Rick, manager of the Rockfish Grill, spent over $150 taking his squeeze and friends to a recent Mariners game.
The Mariners gave up 10 runs in the first inning, leaving Rick’s crew the rest of the evening to buy pricey food and drink, engage in small talk and speculate whether major league baseball would ever return to Seattle.
While lots of M’s fans are wondering what to do with their expensive tickets in the face of the most dreary baseball season since early Kingdome days, Bavasi’s Mariners are providing a service to the rest of major league baseball.
On their recently completed six-game gambol through Detroit and New York, the M’s served up early inning wins to disappointing Detroit and the bumbling Bronx Bombers.
Unlike Rick’s crew, the fanatics in Detroit and New York stayed in their seats just long enough to appreciate the service the M’s were doing for their respective last-place clubs before retiring to other environs for merrymaking. By the time the seventh inning rolled around there were more vendors in the stands than fans.
So I guess you could say that the $117,666,482 player payroll expended by the Mariner organization is not all wasted. Fans in far-off places will welcome the opportunity to watch their ball clubs fatten won-loss records when the M’s visit.
But we locals are left to wonder what an owner on the other side of the earth is thinking about an investment whose reported net profit is roughly equivalent to the $15,500,000 annual salary of a firstbaseman who is hitting less than .200.
Or of starting pitchers Jarod Washburn, 2-6, 6.54 ERA, and Miguel Batista, 3-6, 6.47 ERA, who are receiving $9,850,000 and $9,500,000, respectively, for their efforts. This seems a mighty expensive hobby even for a reclusive Japanese jillionaire.
At the time of this writing the Mariners are playing .353 ball with 18 wins and 33 losses. They are firmly ensconced in the cellar of the Western Division of the American League and owners of the worst record in major league baseball.
Not bad for a team chosen by some pundits to win their division and enter the playoffs for the first time since 2001. Not bad, terrible.

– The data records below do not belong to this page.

//! URL resolver
//!
//! Turns a raw homepage string into the best reachable absolute URL. HTTPS is
//! always tried first; plain HTTP is the fallback; when neither answers the
//! result is [`ResolvedUrl::Unreachable`].

mod probe;

pub use probe::{build_probe_client, HttpProbe, Probe, ProbeOutcome};

use crate::config::HttpConfig;
use crate::url::{prepare_candidate, validate_http_url, with_scheme};
use crate::ResolveError;
use std::fmt;

/// URL scheme of a resolved homepage
#[derive(Debug, Clone, Copy, PartialEq, Eq, Hash)]
pub enum Scheme {
    Https,
    Http,
}

impl Scheme {
    pub fn as_str(&self) -> &'static str {
        match self {
            Self::Https => "https",
            Self::Http => "http",
        }
    }

    /// Parses a scheme from its database representation
    pub fn from_db_string(s: &str) -> Option<Self> {
        match s {
            "https" => Some(Self::Https),
            "http" => Some(Self::Http),
            _ => None,
        }
    }
}

impl fmt::Display for Scheme {
    fn fmt(&self, f: &mut fmt::Formatter<'_>) -> fmt::Result {
        f.write_str(self.as_str())
    }
}

/// Outcome of resolving one homepage string
///
/// The stored URL always starts with the scheme of its variant.
#[derive(Debug, Clone, PartialEq, Eq)]
pub enum ResolvedUrl {
    /// Reachable over HTTPS
    Https(String),
    /// HTTPS failed, reachable over plain HTTP
    Http(String),
    /// Neither scheme answered with `200`
    Unreachable,
}

impl ResolvedUrl {
    pub fn url(&self) -> Option<&str> {
        match self {
            Self::Https(url) | Self::Http(url) => Some(url),
            Self::Unreachable => None,
        }
    }

    pub fn scheme(&self) -> Option<Scheme> {
        match self {
            Self::Https(_) => Some(Scheme::Https),
            Self::Http(_) => Some(Scheme::Http),
            Self::Unreachable => None,
        }
    }

    pub fn is_reachable(&self) -> bool {
        !matches!(self, Self::Unreachable)
    }

    fn from_scheme(scheme: Scheme, url: String) -> Self {
        match scheme {
            Scheme::Https => Self::Https(url),
            Scheme::Http => Self::Http(url),
        }
    }
}

/// Resolves raw homepage strings by probing HTTPS, then HTTP
///
/// Holds no state between calls; one resolver can serve any number of
/// concurrent resolutions.
#[derive(Debug, Clone)]
pub struct Resolver<P = HttpProbe> {
    probe: P,
}

impl Resolver<HttpProbe> {
    /// Creates a resolver that probes over the network
    pub fn new(config: &HttpConfig) -> Result<Self, ResolveError> {
        Ok(Self::with_probe(HttpProbe::new(config)?))
    }
}

impl<P: Probe> Resolver<P> {
    pub fn with_probe(probe: P) -> Self {
        Self { probe }
    }

    /// Resolves a raw homepage string
    ///
    /// # Algorithm
    ///
    /// 1. Reject empty input and input containing `@` (an e-mail address or
    ///    embedded credentials; never guessed at)
    /// 2. Lower-case, force the `https://` scheme, probe
    /// 3. On any failure rewrite to `http://`, probe once more
    /// 4. On a second failure return [`ResolvedUrl::Unreachable`]
    ///
    /// Each scheme is probed exactly once, without retries.
    ///
    /// # Errors
    ///
    /// [`ResolveError::InvalidInput`] for empty or `@`-containing input.
    pub async fn resolve(&self, raw: &str) -> Result<ResolvedUrl, ResolveError> {
        if raw.trim().is_empty() {
            return Err(ResolveError::InvalidInput("empty homepage".to_string()));
        }
        if raw.contains('@') {
            return Err(ResolveError::InvalidInput(format!(
                "'{}' contains '@' (e-mail address or credentials?)",
                raw
            )));
        }

        let https_candidate = prepare_candidate(raw);
        if self.try_scheme(&https_candidate).await {
            return Ok(ResolvedUrl::from_scheme(Scheme::Https, https_candidate));
        }

        let http_candidate = with_scheme(&https_candidate, Scheme::Http);
        if self.try_scheme(&http_candidate).await {
            return Ok(ResolvedUrl::from_scheme(Scheme::Http, http_candidate));
        }

        Ok(ResolvedUrl::Unreachable)
    }

    /// Validates the candidate's shape, then probes it
    async fn try_scheme(&self, candidate: &str) -> bool {
        let url = match validate_http_url(candidate) {
            Ok(url) => url,
            Err(e) => {
                tracing::debug!("Candidate {} rejected before probing: {}", candidate, e);
                return false;
            }
        };

        let outcome = self.probe.probe(&url).await;
        tracing::trace!("Probe {} -> {:?}", candidate, outcome);
        outcome.is_reachable()
    }
}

Question: Where did the team which was seen as the capstone of Bill Bavasi’s five-year reign as GM go wrong?
Answer: Everywhere. Everywhere Bavasi’s fingerprints can be found.
But Bavasi alone isn’t responsible for the 2008 Mariners. CEO Howard Lincoln and president Chuck Armstrong shunned an Oakland-style rebuilding, instead demanding that the team remain “competitive” and rebuild on the fly. They’ve also rubber-stamped Bavasi’s free agent signings, trades and draft choices.
A recounting of Bavasi’s canny dealings with free agents and trades is a depressing litany of failures, overpaying and evidence that the GM did indeed fall off the turnip truck. Or, as another GM stated, “Dealing with him is like taking candy from a baby.”
It’s not original, but the phrase is sure descriptive.
There are demands and perhaps expectations that M’s manager John McLaren be fired. The players have rushed to Mac’s defense and Bavasi in turn has placed responsibility for the team’s putrid performance on the players. Naturally, McLaren and the Council of Elders who compose the rebuilt coaching staff are Bavasi choices, thus making Bavasi responsible for the absence of leadership on the field, on the bench and in the clubhouse.
Having Bavasi can McLaren makes no sense.
Having Hiroshi Yamauchi, the owner who has never attended a Mariner game, give Lincoln, Armstrong, Bavasi and McLaren their walking papers does.
A-Buzz may be contacted at .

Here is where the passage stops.